Question D.7: Determine the orientations of the principal centroidal axes ...
Determine the orientations of the principal centroidal axes and the magnitudes of the principal centroidal moments of inertia for the cross-sectional area of the Z-section shown in Fig.D-28. Use the following numerical data: height h = 200 mm, width b = 90 mm, and constant thickness t = 15 mm.

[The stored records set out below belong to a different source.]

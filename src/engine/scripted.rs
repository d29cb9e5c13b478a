//! In-process engine answering searches from a table of canned responses.
//!
//! Speaks enough of the protocol to stand in for a real engine: handshake,
//! options, `position` and `go`. Used by tests, benchmarks and the
//! `scripted_engine` binary.

use std::collections::HashMap;
use std::io::{BufRead, Write};

use log::debug;

use super::{Engine, EngineError};
use crate::uci::command::{go_movetime, position_key};
use crate::uci::{parse_setoption, parse_uci_command, EngineOptions, UciCommand};

/// How a scripted engine misbehaves when asked to search.
#[derive(Debug, Clone, Copy, PartialEq, Eq, Default)]
pub enum FailMode {
    #[default]
    None,
    /// `run` returns [`EngineError::Rejected`]
    Error,
    /// `run` panics
    Panic,
}

#[derive(Debug, Clone)]
enum Response {
    /// Body of the `bestmove` line, e.g. `e2e4 ponder e7e5`
    BestMove(String),
    /// Lines emitted as-is instead of a `bestmove` report
    Raw(Vec<String>),
}

pub struct ScriptedEngine {
    responses: HashMap<String, Response>,
    fallback: Option<String>,
    chatter: bool,
    echo: bool,
    silent: bool,
    fail: FailMode,
    reject_negative_movetime: bool,
    options: EngineOptions,
    position: Option<String>,
    initialized: bool,
    init_count: usize,
    commands_seen: Vec<String>,
}

impl ScriptedEngine {
    /// An engine answering `bestmove (none)` for every position.
    #[must_use]
    pub fn new() -> Self {
        ScriptedEngine {
            responses: HashMap::new(),
            fallback: None,
            chatter: false,
            echo: false,
            silent: false,
            fail: FailMode::None,
            reject_negative_movetime: true,
            options: EngineOptions::new(),
            position: None,
            initialized: false,
            init_count: 0,
            commands_seen: Vec::new(),
        }
    }

    /// Answer `bestmove <body>` when searching `fen`.
    #[must_use]
    pub fn with_bestmove(mut self, fen: &str, body: impl Into<String>) -> Self {
        self.responses
            .insert(normalize(fen), Response::BestMove(body.into()));
        self
    }

    /// Emit `lines` verbatim when searching `fen`.
    #[must_use]
    pub fn with_raw_output(mut self, fen: &str, lines: &[&str]) -> Self {
        let lines = lines.iter().map(|l| (*l).to_string()).collect();
        self.responses.insert(normalize(fen), Response::Raw(lines));
        self
    }

    /// Answer `bestmove <body>` for positions without a specific response.
    #[must_use]
    pub fn with_fallback(mut self, body: impl Into<String>) -> Self {
        self.fallback = Some(body.into());
        self
    }

    /// Emit `info` lines ahead of each report.
    #[must_use]
    pub fn with_chatter(mut self) -> Self {
        self.chatter = true;
        self
    }

    /// Repeat every received line as `info string received <line>`.
    #[must_use]
    pub fn with_echo(mut self) -> Self {
        self.echo = true;
        self
    }

    /// Never report a best move.
    #[must_use]
    pub fn silent(mut self) -> Self {
        self.silent = true;
        self
    }

    #[must_use]
    pub fn failing(mut self, mode: FailMode) -> Self {
        self.fail = mode;
        self
    }

    /// Search even when `movetime` is negative.
    #[must_use]
    pub fn accept_negative_movetime(mut self) -> Self {
        self.reject_negative_movetime = false;
        self
    }

    /// Number of `init` calls so far.
    #[must_use]
    pub fn init_count(&self) -> usize {
        self.init_count
    }

    /// Search threads currently configured.
    #[must_use]
    pub fn threads(&self) -> usize {
        self.options.threads
    }

    #[must_use]
    pub fn options(&self) -> &EngineOptions {
        &self.options
    }

    /// Every non-blank line received by `run` since the last `init`.
    #[must_use]
    pub fn commands_seen(&self) -> &[String] {
        &self.commands_seen
    }

    fn handle_position(&mut self, parts: &[String], output: &mut dyn Write) -> Result<(), EngineError> {
        self.position = position_key(parts).filter(|key| {
            key == "startpos" || key.starts_with("startpos ") || key.split_whitespace().count() >= 4
        });
        if self.position.is_none() {
            emit(output, &format!("info string Error: invalid position '{}'", parts.join(" ")))?;
        }
        Ok(())
    }

    fn handle_go(&mut self, parts: &[String], output: &mut dyn Write) -> Result<(), EngineError> {
        match self.fail {
            FailMode::None => {}
            FailMode::Error => return Err(EngineError::Rejected("scripted failure".to_string())),
            FailMode::Panic => panic!("scripted engine fault"),
        }

        if let Some(raw) = go_movetime(parts) {
            match raw.parse::<i64>() {
                Ok(ms) if ms >= 0 || !self.reject_negative_movetime => {}
                _ => {
                    return emit(output, &format!("info string Error: invalid movetime '{raw}'"));
                }
            }
        }

        let Some(position) = self.position.as_deref() else {
            return emit(output, "info string Error: no position set");
        };

        let body = match self.responses.get(position) {
            Some(Response::Raw(lines)) => {
                for line in lines {
                    emit(output, line)?;
                }
                return Ok(());
            }
            Some(Response::BestMove(body)) => body.clone(),
            None => self.fallback.clone().unwrap_or_else(|| "(none)".to_string()),
        };

        if self.chatter {
            let mv = body.split_whitespace().next().unwrap_or_default();
            emit(output, &format!("info depth 1 seldepth 1 score cp 0 nodes 1 time 0 pv {mv}"))?;
            emit(output, &format!("info string threads {}", self.options.threads))?;
        }
        if self.silent {
            return Ok(());
        }
        emit(output, &format!("bestmove {body}"))
    }
}

impl Default for ScriptedEngine {
    fn default() -> Self {
        Self::new()
    }
}

impl Engine for ScriptedEngine {
    fn name(&self) -> &str {
        "scripted"
    }

    fn init(&mut self, options: &EngineOptions) -> Result<(), EngineError> {
        self.options = options.clone();
        self.position = None;
        self.commands_seen.clear();
        self.initialized = true;
        self.init_count += 1;
        debug!("scripted engine initialized with {} thread(s)", self.options.threads);
        Ok(())
    }

    fn run(&mut self, input: &mut dyn BufRead, output: &mut dyn Write) -> Result<(), EngineError> {
        if !self.initialized {
            return Err(EngineError::NotInitialized);
        }

        let mut line = String::new();
        loop {
            line.clear();
            if input.read_line(&mut line)? == 0 {
                break;
            }
            let Some(cmd) = parse_uci_command(&line) else {
                continue;
            };
            let received = line.trim_end_matches(['\r', '\n']);
            if self.echo {
                emit(output, &format!("info string received {received}"))?;
            }
            self.commands_seen.push(received.to_string());

            match cmd {
                UciCommand::Uci => {
                    emit(output, "id name ScriptedEngine")?;
                    emit(output, "uciok")?;
                }
                UciCommand::IsReady => emit(output, "readyok")?,
                UciCommand::UciNewGame => self.position = None,
                UciCommand::SetOption(parts) => {
                    let parts: Vec<&str> = parts.iter().map(String::as_str).collect();
                    if let Some((name, value)) = parse_setoption(&parts) {
                        self.options.apply_setoption(&name, value.as_deref());
                    }
                }
                UciCommand::Position(parts) => self.handle_position(&parts, output)?,
                UciCommand::Go(parts) => self.handle_go(&parts, output)?,
                UciCommand::Stop => {}
                UciCommand::Quit => break,
                UciCommand::Unknown(text) => {
                    emit(output, &format!("info string Unknown command: {text}"))?;
                }
            }
        }
        Ok(())
    }
}

fn normalize(fen: &str) -> String {
    fen.split_whitespace().collect::<Vec<_>>().join(" ")
}

fn emit(output: &mut dyn Write, line: &str) -> Result<(), EngineError> {
    writeln!(output, "{line}")?;
    output.flush()?;
    Ok(())
}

Use the x-y axes (Fig. D-28) as the reference axes through the centroid C. The moments and product of inertia with respect to these axes can be obtained by dividing the area into three rectangles and using the parallel-axis theorems. The results of such calculations are
I_{x}=29.29 \times 10^{6} mm ^{4} \quad I_{y}=5.667 \times 10^{6} mm ^{4}I_{x y}=-9.366 \times 10^{6} mm ^{4}
Substitute these values into the equation for the angle \theta_{p} [Eq. (D-39)] to get
\tan 2 \theta_{p}=-\frac{2 I_{x y}}{I_{x}-I_{y}}=0.7930 \quad 2 \theta_{p}=38.4^{\circ} \text { and } 218.4^{\circ}Thus, the two values of \theta_{p} are
\theta_{p}=19.2^{\circ} \text { and } 109.2^{\circ}Use these values of \theta_{p} in the transformation equation for I_{x1} [Eq. (D-33)] to find I_{x1} = 32.6 \times 10^{6} mm^{4} and 2.4 \times 10^{6} mm^{4}, respectively. These same values are obtained by substituting into Eqs. (D-42a and b). Thus, the principal moments of inertia and the angles to the corresponding principal axes are
I_{x 1}=\frac{I_{x}+I_{y}}{2}+\frac{I_{x}-I_{y}}{2} \cos 2 \theta-I_{x y} \sin 2 \theta (D-33)
I_{1}=\frac{I_{x}+I_{y}}{2}+\sqrt{\left(\frac{I_{x}-I_{y}}{2}\right)^{2}+I_{x y}^{2}} (D-42a)
I_{2}=\frac{I_{x}+I_{y}}{2}-\sqrt{\left(\frac{I_{x}-I_{y}}{2}\right)^{2}+I_{x y}^{2}} (D-42b)
I_{1}=32.6 \times 10^{6} mm ^{4} \quad \theta_{p 1}=19.2^{\circ}I_{2}=2.4 \times 10^{6} mm ^{4} \quad \theta_{p 2}=109.2^{\circ}
The principal axes are shown in Fig. D-28 as the x_{1}y_{1} axes.